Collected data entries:
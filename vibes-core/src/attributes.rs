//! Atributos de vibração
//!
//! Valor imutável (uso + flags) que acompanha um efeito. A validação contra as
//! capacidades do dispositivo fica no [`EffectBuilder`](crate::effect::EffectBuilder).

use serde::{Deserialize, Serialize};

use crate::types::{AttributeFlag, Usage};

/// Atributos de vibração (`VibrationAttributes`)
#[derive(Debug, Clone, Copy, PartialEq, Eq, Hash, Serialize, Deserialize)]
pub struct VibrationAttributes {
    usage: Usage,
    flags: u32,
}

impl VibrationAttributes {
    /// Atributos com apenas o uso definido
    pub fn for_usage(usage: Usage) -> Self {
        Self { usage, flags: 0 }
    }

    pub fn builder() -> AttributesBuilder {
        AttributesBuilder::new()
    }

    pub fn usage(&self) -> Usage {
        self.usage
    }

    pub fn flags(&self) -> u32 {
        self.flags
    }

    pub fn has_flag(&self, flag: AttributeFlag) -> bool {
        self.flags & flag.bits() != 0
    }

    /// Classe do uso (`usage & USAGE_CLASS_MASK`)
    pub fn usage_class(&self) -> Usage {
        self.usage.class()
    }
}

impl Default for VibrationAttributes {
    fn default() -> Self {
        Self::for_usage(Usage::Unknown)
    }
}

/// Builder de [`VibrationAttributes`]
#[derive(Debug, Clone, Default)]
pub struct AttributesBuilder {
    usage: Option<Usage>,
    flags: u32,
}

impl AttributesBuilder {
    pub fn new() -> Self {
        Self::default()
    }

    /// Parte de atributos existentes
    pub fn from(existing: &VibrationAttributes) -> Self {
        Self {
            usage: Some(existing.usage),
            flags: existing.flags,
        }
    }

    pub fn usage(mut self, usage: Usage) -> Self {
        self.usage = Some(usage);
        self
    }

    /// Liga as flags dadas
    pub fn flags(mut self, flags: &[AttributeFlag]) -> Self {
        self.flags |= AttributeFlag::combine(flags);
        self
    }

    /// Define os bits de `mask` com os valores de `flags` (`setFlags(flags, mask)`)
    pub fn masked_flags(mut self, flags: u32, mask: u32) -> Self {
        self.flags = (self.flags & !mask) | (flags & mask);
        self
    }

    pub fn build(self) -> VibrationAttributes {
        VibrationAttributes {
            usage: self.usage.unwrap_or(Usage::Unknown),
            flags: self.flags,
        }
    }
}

Assigned task
With "VibrationAttributes" as the string to match, show every line of the entries above that has it.

Response box
/// Atributos de vibração (`VibrationAttributes`)
pub struct VibrationAttributes {
impl VibrationAttributes {
impl Default for VibrationAttributes {
/// Builder de [`VibrationAttributes`]
    pub fn from(existing: &VibrationAttributes) -> Self {
    pub fn build(self) -> VibrationAttributes {
        VibrationAttributes {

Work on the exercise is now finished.